US Controlled Substance: Schedule III
Dialysis
Data not available
Other Comments
Administration advice:
- Administer orally
Storage requirements:
- Protect from light and moisture
General:
- Androgen therapy should be used very cautiously in children and only by specialists aware of the effects on bone maturation.
Monitoring:
- Periodic liver function tests should be performed
- Prepubertal males should have X-ray examinations of bone age every 6 months
- Periodically evaluate hemoglobin and hematocrit for polycythemia, especially with high doses
- Women should have frequent determinations of urine and serum calcium levels
Patient advice:
- Female patients should be instructed to report signs of virilization such as deepening voice, hirsutism, acne, clitoromegaly, and/or menstrual irregularities.

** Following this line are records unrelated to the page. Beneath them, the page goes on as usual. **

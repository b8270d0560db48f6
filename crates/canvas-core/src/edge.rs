//! Edge types for the landscape graph.
//!
//! Two kinds matter for assembly: `contains` builds the hierarchy and
//! `calls` records module dependencies. `violates` only appears in the
//! architecture-rule reference graph that ships alongside CSV exports.

use crate::reference::DependencyType;
use serde::{Serialize, Serializer};
use std::collections::BTreeMap;

/// The type of relationship between two nodes.
#[derive(Debug, Clone, Copy, PartialEq, Eq, Hash, Serialize)]
#[serde(rename_all = "snake_case")]
pub enum EdgeLabel {
    /// Structural containment (domain contains application, and so on).
    Contains,

    /// Module A depends on module B.
    Calls,

    /// Sublayer A may not depend on sublayer B.
    Violates,
}

impl EdgeLabel {
    pub fn as_str(&self) -> &'static str {
        match self {
            Self::Contains => "contains",
            Self::Calls => "calls",
            Self::Violates => "violates",
        }
    }
}

impl std::fmt::Display for EdgeLabel {
    fn fmt(&self, f: &mut std::fmt::Formatter<'_>) -> std::fmt::Result {
        write!(f, "{}", self.as_str())
    }
}

/// Properties of an edge. Containment edges leave everything empty.
#[derive(Debug, Clone, Default, PartialEq, Serialize)]
#[serde(rename_all = "camelCase")]
pub struct EdgeProperties {
    /// Reference names grouped by reference kind.
    pub references: BTreeMap<String, Vec<String>>,

    /// Distinct dependency types folded into this edge.
    #[serde(skip_serializing_if = "Vec::is_empty")]
    pub dependency_types: Vec<DependencyType>,

    /// Number of source references folded into this edge.
    #[serde(skip_serializing_if = "Option::is_none")]
    pub nr_dependencies: Option<u64>,

    /// Observed runtime call volume.
    #[serde(skip_serializing_if = "Option::is_none")]
    pub nr_calls: Option<u64>,
}

/// An edge in the landscape graph.
#[derive(Debug, Clone, PartialEq)]
pub struct Edge {
    pub id: String,
    pub source: String,
    pub target: String,
    pub label: EdgeLabel,
    pub properties: EdgeProperties,
}

impl Edge {
    /// Creates an edge with empty properties.
    pub fn new(
        id: impl Into<String>,
        source: impl Into<String>,
        target: impl Into<String>,
        label: EdgeLabel,
    ) -> Self {
        Self {
            id: id.into(),
            source: source.into(),
            target: target.into(),
            label,
            properties: EdgeProperties::default(),
        }
    }

    /// Creates a containment edge with ID `source__target`.
    pub fn contains(source: &str, target: &str) -> Self {
        Self::new(
            format!("{}__{}", source, target),
            source,
            target,
            EdgeLabel::Contains,
        )
    }

    /// Creates a dependency edge carrying a single reference.
    pub fn calls(
        source: &str,
        target: &str,
        reference_kind: &str,
        reference_name: &str,
        dependency_type: DependencyType,
        nr_calls: Option<u64>,
    ) -> Self {
        let mut edge = Self::new(
            format!("{}__{}", source, target),
            source,
            target,
            EdgeLabel::Calls,
        );
        edge.properties
            .references
            .insert(reference_kind.to_string(), vec![reference_name.to_string()]);
        edge.properties.dependency_types = vec![dependency_type];
        edge.properties.nr_dependencies = Some(1);
        edge.properties.nr_calls = nr_calls;
        edge
    }

    /// Folds another reference into an existing dependency edge.
    ///
    /// Dependency types are appended as-is; call
    /// [`Edge::dedup_dependency_types`] once all references are in.
    pub fn fold_reference(
        &mut self,
        reference_kind: &str,
        reference_name: &str,
        dependency_type: DependencyType,
        nr_calls: Option<u64>,
    ) {
        let props = &mut self.properties;
        props.nr_dependencies = Some(props.nr_dependencies.unwrap_or(0) + 1);
        if let Some(calls) = nr_calls {
            props.nr_calls = Some(props.nr_calls.unwrap_or(0) + calls);
        }
        props
            .references
            .entry(reference_kind.to_string())
            .or_default()
            .push(reference_name.to_string());
        props.dependency_types.push(dependency_type);
    }

    /// Removes repeated dependency types, keeping first occurrences.
    pub fn dedup_dependency_types(&mut self) {
        let mut seen = Vec::with_capacity(self.properties.dependency_types.len());
        self.properties.dependency_types.retain(|t| {
            if seen.contains(t) {
                false
            } else {
                seen.push(*t);
                true
            }
        });
    }

    pub fn is_contains(&self) -> bool {
        self.label == EdgeLabel::Contains
    }

    pub fn is_calls(&self) -> bool {
        self.label == EdgeLabel::Calls
    }
}

impl Serialize for Edge {
    fn serialize<S: Serializer>(&self, serializer: S) -> std::result::Result<S::Ok, S::Error> {
        #[derive(Serialize)]
        struct Data<'a> {
            id: &'a str,
            source: &'a str,
            target: &'a str,
            label: EdgeLabel,
            properties: &'a EdgeProperties,
        }

        #[derive(Serialize)]
        struct Envelope<'a> {
            data: Data<'a>,
        }

        Envelope {
            data: Data {
                id: &self.id,
                source: &self.source,
                target: &self.target,
                label: self.label,
                properties: &self.properties,
            },
        }
        .serialize(serializer)
    }
}

#[cfg(test)]
mod tests {
    use super::*;

    #[test]
    fn test_contains_id() {
        let edge = Edge::contains("D_Sales", "A_CRM");
        assert_eq!(edge.id, "D_Sales__A_CRM");
        assert!(edge.is_contains());
        assert!(edge.properties.references.is_empty());
    }

    #[test]
    fn test_fold_reference() {
        let mut edge = Edge::calls(
            "A_X__M_A",
            "A_Y__M_B",
            "Action",
            "Save",
            DependencyType::CompileTime,
            None,
        );
        edge.fold_reference("Entity", "Customer", DependencyType::Entity, None);
        edge.fold_reference("Action", "Load", DependencyType::CompileTime, None);
        edge.dedup_dependency_types();

        assert_eq!(edge.properties.nr_dependencies, Some(3));
        assert_eq!(
            edge.properties.dependency_types,
            vec![DependencyType::CompileTime, DependencyType::Entity]
        );
        assert_eq!(
            edge.properties.references["Action"],
            vec!["Save".to_string(), "Load".to_string()]
        );
        assert_eq!(edge.properties.nr_calls, None);
    }

    #[test]
    fn test_fold_calls() {
        let mut edge = Edge::calls(
            "a",
            "b",
            "ServiceAPIMethod",
            "GET /x",
            DependencyType::Runtime,
            Some(10),
        );
        edge.fold_reference("ServiceAPIMethod", "GET /y", DependencyType::Runtime, Some(5));
        assert_eq!(edge.properties.nr_calls, Some(15));
    }

    #[test]
    fn test_label_display() {
        assert_eq!(EdgeLabel::Contains.to_string(), "contains");
        assert_eq!(EdgeLabel::Calls.to_string(), "calls");
    }
}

- Male patients should be instructed to report too frequent or persistent penile erections.
- All patients should be instructed to report signs and symptoms of jaundice or edema.
- Patients should understand this drug has been associated with venous thromboembolic events; they should be instructed to contact their healthcare provider promptly if signs or symptoms of DVT or PE develop.
- Patients should understand that this drug has been subject to abuse; steroid abuse can lead to serious cardiovascular and psychiatric adverse reactions.